The problem
Once the line containing "pub const FRAMEWORK_SHORT_ALIAS: &str" has been written out, stop; until then, restate each line of the entries below word for word from the first.

START Dataset entries

//! Context-sensitive syntax matchers shared by the checks.
//!
//! Everything here is alias-aware string matching over the CST; there is no
//! type inference. Decorator and annotation usage varies across aliasing
//! styles, so literal-name matching alone would under-detect.

use crate::aliases::{resolve, AliasMap};
use crate::parse::{children_by_field, named_children, node_line, node_text, string_value};
use std::collections::BTreeMap;
use tree_sitter::Node;

/// Substring identifying the component-design framework in resolved paths.
pub const FRAMEWORK_TOKEN: &str = "gdsfactory";

/// Conventional short alias for the framework.
pub const FRAMEWORK_SHORT_ALIAS: &str = "gf";

/// Name of the cell-factory decorator.
pub const CELL_DECORATOR: &str = "cell";

/// Name of the framework's component type.
pub const COMPONENT_TYPE: &str = "Component";

/// Top-level function definitions with their decorator expressions.
///
/// Decorated definitions are unwrapped; plain definitions come back with an
/// empty decorator list.
#[must_use]
pub fn top_level_functions(root: Node<'_>) -> Vec<(Node<'_>, Vec<Node<'_>>)> {
    let mut out = Vec::new();
    for node in named_children(root) {
        match node.kind() {
            "function_definition" => out.push((node, Vec::new())),
            "decorated_definition" => {
                let Some(def) = node.child_by_field_name("definition") else {
                    continue;
                };
                if def.kind() != "function_definition" {
                    continue;
                }
                let decorators = named_children(node)
                    .into_iter()
                    .filter(|c| c.kind() == "decorator")
                    .filter_map(|d| d.named_child(0))
                    .collect();
                out.push((def, decorators));
            }
            _ => {}
        }
    }
    out
}

/// Returns true when a decorator expression is the framework cell decorator.
///
/// Accepts `@gf.cell`, `@gf.cell(...)`, an attribute whose base resolves into
/// the framework, a bare name resolving to `<framework>…cell`, and the two
/// conventional bare spellings `cell` / `_cell`.
#[must_use]
pub fn is_cell_decorator(decorator: Node<'_>, source: &[u8], aliases: &AliasMap) -> bool {
    // Unwrap call-style decorators: @gf.cell(autoname=True)
    let node = if decorator.kind() == "call" {
        match decorator.child_by_field_name("function") {
            Some(f) => f,
            None => return false,
        }
    } else {
        decorator
    };

    match node.kind() {
        "attribute" => {
            let Some(attr) = node.child_by_field_name("attribute") else {
                return false;
            };
            if node_text(attr, source) != CELL_DECORATOR {
                return false;
            }
            let Some(object) = node.child_by_field_name("object") else {
                return false;
            };
            if object.kind() != "identifier" {
                return false;
            }
            let name = node_text(object, source);
            resolve(aliases, name).contains(FRAMEWORK_TOKEN) || name == FRAMEWORK_SHORT_ALIAS
        }
        "identifier" => {
            let name = node_text(node, source);
            let resolved = aliases.get(name).map(String::as_str).unwrap_or("");
            if resolved.contains(FRAMEWORK_TOKEN) && resolved.contains(CELL_DECORATOR) {
                return true;
            }
            name == "cell" || name == "_cell"
        }
        _ => false,
    }
}

/// Returns true when a function's return annotation names the framework
/// component type: attribute form, bare-name form, or a string forward
/// reference containing the type name.
#[must_use]
pub fn returns_component(func_def: Node<'_>, source: &[u8], aliases: &AliasMap) -> bool {
    let Some(return_type) = func_def.child_by_field_name("return_type") else {
        return false;
    };
    // The grammar wraps the annotation expression in a `type` node.
    let Some(ann) = return_type.named_child(0) else {
        return false;
    };

    match ann.kind() {
        "attribute" => {
            let Some(attr) = ann.child_by_field_name("attribute") else {
                return false;
            };
            if node_text(attr, source) != COMPONENT_TYPE {
                return false;
            }
            let Some(object) = ann.child_by_field_name("object") else {
                return false;
            };
            if object.kind() != "identifier" {
                return false;
            }
            let name = node_text(object, source);
            resolve(aliases, name).contains(FRAMEWORK_TOKEN) || name == FRAMEWORK_SHORT_ALIAS
        }
        "identifier" => {
            let name = node_text(ann, source);
            let resolved = aliases.get(name).map(String::as_str).unwrap_or("");
            name.contains(COMPONENT_TYPE) && resolved.contains(FRAMEWORK_TOKEN)
        }
        "string" => string_value(ann, source).is_some_and(|s| s.contains(COMPONENT_TYPE)),
        _ => false,
    }
}

/// Extracts the docstring of a function or class definition.
#[must_use]
pub fn docstring(def_node: Node<'_>, source: &[u8]) -> Option<String> {
    let body = def_node.child_by_field_name("body")?;
    let first = body.named_child(0)?;
    if first.kind() != "expression_statement" {
        return None;
    }
    string_value(first.named_child(0)?, source)
}

/// Returns true when a docstring carries a Google-style `Args:` section.
#[must_use]
pub fn has_args_section(doc: &str) -> bool {
    doc.lines().any(|line| line.trim() == "Args:")
}

/// Positional parameter names of a function, excluding `self`.
#[must_use]
pub fn param_names(func_def: Node<'_>, source: &[u8]) -> Vec<String> {
    let Some(params) = func_def.child_by_field_name("parameters") else {
        return Vec::new();
    };
    named_children(params)
        .into_iter()
        .filter_map(|p| match p.kind() {
            "identifier" => Some(node_text(p, source).to_string()),
            "typed_parameter" => p
                .named_child(0)
                .filter(|c| c.kind() == "identifier")
                .map(|c| node_text(c, source).to_string()),
            "default_parameter" | "typed_default_parameter" => p
                .child_by_field_name("name")
                .map(|c| node_text(c, source).to_string()),
            _ => None,
        })
        .filter(|name| name != "self")
        .collect()
}

/// Detects a top-level `if __name__ == "__main__":` guard, either operand
/// order.
#[must_use]
pub fn has_main_guard(root: Node<'_>, source: &[u8]) -> bool {
    named_children(root).into_iter().any(|node| {
        node.kind() == "if_statement"
            && node
                .child_by_field_name("condition")
                .is_some_and(|cond| is_main_comparison(cond, source))
    })
}

fn is_main_comparison(cond: Node<'_>, source: &[u8]) -> bool {
    if cond.kind() != "comparison_operator" {
        return false;
    }
    let mut has_eq = false;
    for i in 0..cond.child_count() {
        if let Some(child) = cond.child(i) {
            if child.kind() == "==" {
                has_eq = true;
            }
        }
    }
    let operands = named_children(cond);
    if !has_eq || operands.len() != 2 {
        return false;
    }

    let is_name = |n: Node<'_>| n.kind() == "identifier" && node_text(n, source) == "__name__";
    let is_main =
        |n: Node<'_>| string_value(n, source).is_some_and(|s| s == "__main__");

    (is_name(operands[0]) && is_main(operands[1]))
        || (is_name(operands[1]) && is_main(operands[0]))
}

/// Flattens a possibly chained assignment (`a = b = value`) into its
/// target nodes and the final right-hand expression.
///
/// The grammar nests each further target inside the `right` field, so a
/// chain is a ladder of `assignment` nodes.
#[must_use]
pub fn assignment_targets(expr: Node<'_>) -> (Vec<Node<'_>>, Option<Node<'_>>) {
    let mut targets = Vec::new();
    let mut node = expr;
    loop {
        if let Some(left) = node.child_by_field_name("left") {
            targets.push(left);
        }
        match node.child_by_field_name("right") {
            Some(right) if right.kind() == "assignment" => node = right,
            right => return (targets, right),
        }
    }
}

/// All names bound at module top level, with their lines: simple, chained
/// and annotated assignments, class and function definitions, and imports.
#[must_use]
pub fn top_level_defined_names(root: Node<'_>, source: &[u8]) -> BTreeMap<String, usize> {
    let mut found = BTreeMap::new();

    for node in named_children(root) {
        let line = node_line(node);
        match node.kind() {
            "expression_statement" => {
                let Some(expr) = node.named_child(0) else {
                    continue;
                };
                if expr.kind() == "assignment" {
                    let (targets, _) = assignment_targets(expr);
                    for left in targets {
                        if left.kind() == "identifier" {
                            found.insert(node_text(left, source).to_string(), line);
                        }
                    }
                }
            }
            "class_definition" | "function_definition" => {
                if let Some(name) = node.child_by_field_name("name") {
                    found.insert(node_text(name, source).to_string(), line);
                }
            }
            "decorated_definition" => {
                if let Some(name) = node
                    .child_by_field_name("definition")
                    .and_then(|d| d.child_by_field_name("name"))
                {
                    found.insert(node_text(name, source).to_string(), line);
                }
            }
            "import_statement" | "import_from_statement" => {
                for name in children_by_field(node, "name") {
                    match name.kind() {
                        "dotted_name" => {
                            found.insert(node_text(name, source).to_string(), line);
                        }
                        "aliased_import" => {
                            if let Some(alias) = name.child_by_field_name("alias") {
                                found.insert(node_text(alias, source).to_string(), line);
                            }
                        }
                        _ => {}
                    }
                }
            }
            _ => {}
        }
    }

    found
}

/// Top-level assignments to `name`, as `(line, right-hand node)` pairs.
///
/// Chained assignments count for every target; the right-hand node is the
/// final value expression of the chain.
#[must_use]
pub fn assignments_to<'a>(root: Node<'a>, source: &[u8], name: &str) -> Vec<(usize, Option<Node<'a>>)> {
    let mut out = Vec::new();
    for node in named_children(root) {
        if node.kind() != "expression_statement" {
            continue;
        }
        let Some(expr) = node.named_child(0) else {
            continue;
        };
        if expr.kind() != "assignment" {
            continue;
        }
        let (targets, right) = assignment_targets(expr);
        if targets
            .iter()
            .any(|t| t.kind() == "identifier" && node_text(*t, source) == name)
        {
            out.push((node_line(node), right));
        }
    }
    out
}

/// String value of a top-level `name = "literal"` assignment, if any.
#[must_use]
pub fn assigned_string(root: Node<'_>, source: &[u8], name: &str) -> Option<String> {
    assignments_to(root, source, name)
        .into_iter()
        .filter_map(|(_, right)| right)
        .find_map(|right| string_value(right, source))
}
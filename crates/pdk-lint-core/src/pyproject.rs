//! Read-only view over `pyproject.toml` layout hints.

use crate::error::LintError;
use std::path::{Path, PathBuf};

/// Parsed `pyproject.toml`, exposing only the fields package discovery needs.
#[derive(Debug, Clone)]
pub struct PyProject {
    doc: toml::Value,
}

impl PyProject {
    /// Loads `<repo_root>/pyproject.toml`, returning `None` when absent.
    ///
    /// # Errors
    ///
    /// Returns [`LintError::Io`] on read failure and [`LintError::Toml`] on
    /// invalid TOML.
    pub fn load(repo_root: &Path) -> Result<Option<Self>, LintError> {
        let path = repo_root.join("pyproject.toml");
        if !path.exists() {
            return Ok(None);
        }
        let text = std::fs::read_to_string(&path).map_err(|e| LintError::io(&path, e))?;
        let doc = toml::from_str(&text).map_err(|source| LintError::Toml {
            path: path.clone(),
            source,
        })?;
        Ok(Some(Self { doc }))
    }

    /// Builds a view from already-parsed TOML. Test seam.
    #[must_use]
    pub fn from_value(doc: toml::Value) -> Self {
        Self { doc }
    }

    /// `[project].name`, if declared.
    #[must_use]
    pub fn project_name(&self) -> Option<&str> {
        self.doc.get("project")?.get("name")?.as_str()
    }

    /// `[tool.setuptools.packages.find]` hints: the `where` base directory
    /// and the `include` entries.
    #[must_use]
    pub fn packages_find(&self) -> (PathBuf, Vec<String>) {
        let find = self
            .doc
            .get("tool")
            .and_then(|v| v.get("setuptools"))
            .and_then(|v| v.get("packages"))
            .and_then(|v| v.get("find"));

        let base = find
            .and_then(|f| f.get("where"))
            .and_then(toml::Value::as_array)
            .and_then(|a| a.first())
            .and_then(toml::Value::as_str)
            .map_or_else(|| PathBuf::from("."), PathBuf::from);

        let include = find
            .and_then(|f| f.get("include"))
            .and_then(toml::Value::as_array)
            .map(|a| {
                a.iter()
                    .filter_map(toml::Value::as_str)
                    .map(str::to_string)
                    .collect()
            })
            .unwrap_or_default();

        (base, include)
    }
}
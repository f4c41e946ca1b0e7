//! Python parsing via tree-sitter, plus node helpers shared by matchers.

use crate::error::LintError;
use std::path::{Path, PathBuf};
use tree_sitter::{Node, Parser, Tree};

/// One parsed Python file.
///
/// Built per file and discarded once its matchers have run. A file whose
/// parse tree contains ERROR nodes never becomes a `ParsedFile`; callers get
/// [`LintError::Syntax`] and decide how to degrade.
#[derive(Debug)]
pub struct ParsedFile {
    /// Path the source was read from.
    pub path: PathBuf,
    /// Full file contents.
    pub source: String,
    tree: Tree,
}

impl ParsedFile {
    /// Returns the module root node.
    #[must_use]
    pub fn root(&self) -> Node<'_> {
        self.tree.root_node()
    }

    /// Returns the source as bytes, for `Node::utf8_text`.
    #[must_use]
    pub fn bytes(&self) -> &[u8] {
        self.source.as_bytes()
    }
}

/// Parses Python source text.
///
/// # Errors
///
/// Returns [`LintError::Syntax`] when the grammar reports errors, and
/// [`LintError::Language`] if the Python grammar cannot be loaded.
pub fn parse_source(path: impl Into<PathBuf>, source: String) -> Result<ParsedFile, LintError> {
    let path = path.into();
    let mut parser = Parser::new();
    parser.set_language(&tree_sitter_python::LANGUAGE.into())?;

    let tree = parser
        .parse(&source, None)
        .ok_or_else(|| LintError::Syntax { path: path.clone() })?;
    if tree.root_node().has_error() {
        return Err(LintError::Syntax { path });
    }

    Ok(ParsedFile { path, source, tree })
}

/// Reads and parses a Python file from disk.
///
/// # Errors
///
/// Returns [`LintError::Io`] when the file cannot be read, otherwise as
/// [`parse_source`].
pub fn parse_file(path: &Path) -> Result<ParsedFile, LintError> {
    let source = std::fs::read_to_string(path).map_err(|e| LintError::io(path, e))?;
    parse_source(path, source)
}

/// Returns the text of a node, or `""` on invalid UTF-8.
#[must_use]
pub fn node_text<'a>(node: Node<'a>, source: &'a [u8]) -> &'a str {
    node.utf8_text(source).unwrap_or("")
}

/// Returns the 1-indexed start line of a node.
#[must_use]
pub fn node_line(node: Node<'_>) -> usize {
    node.start_position().row + 1
}

/// Collects the named children of a node.
#[must_use]
pub fn named_children(node: Node<'_>) -> Vec<Node<'_>> {
    let mut cursor = node.walk();
    node.named_children(&mut cursor).collect()
}

/// Collects the children of a node bound to a grammar field.
#[must_use]
pub fn children_by_field<'a>(node: Node<'a>, field: &str) -> Vec<Node<'a>> {
    let mut cursor = node.walk();
    node.children_by_field_name(field, &mut cursor).collect()
}

/// Returns the value of a string literal node, without quotes or prefixes.
///
/// Escape sequences are kept verbatim; the callers only substring-match.
#[must_use]
pub fn string_value(node: Node<'_>, source: &[u8]) -> Option<String> {
    if node.kind() != "string" {
        return None;
    }
    let mut out = String::new();
    for child in named_children(node) {
        match child.kind() {
            "string_content" | "escape_sequence" => out.push_str(node_text(child, source)),
            _ => {}
        }
    }
    Some(out)
}

/// Returns true if the node is an integer literal.
#[must_use]
pub fn is_integer(node: Node<'_>) -> bool {
    node.kind() == "integer"
}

END Dataset entries

Your solution
//! Context-sensitive syntax matchers shared by the checks.
//!
//! Everything here is alias-aware string matching over the CST; there is no
//! type inference. Decorator and annotation usage varies across aliasing
//! styles, so literal-name matching alone would under-detect.

use crate::aliases::{resolve, AliasMap};
use crate::parse::{children_by_field, named_children, node_line, node_text, string_value};
use std::collections::BTreeMap;
use tree_sitter::Node;

/// Substring identifying the component-design framework in resolved paths.
pub const FRAMEWORK_TOKEN: &str = "gdsfactory";

/// Conventional short alias for the framework.
pub const FRAMEWORK_SHORT_ALIAS: &str = "gf";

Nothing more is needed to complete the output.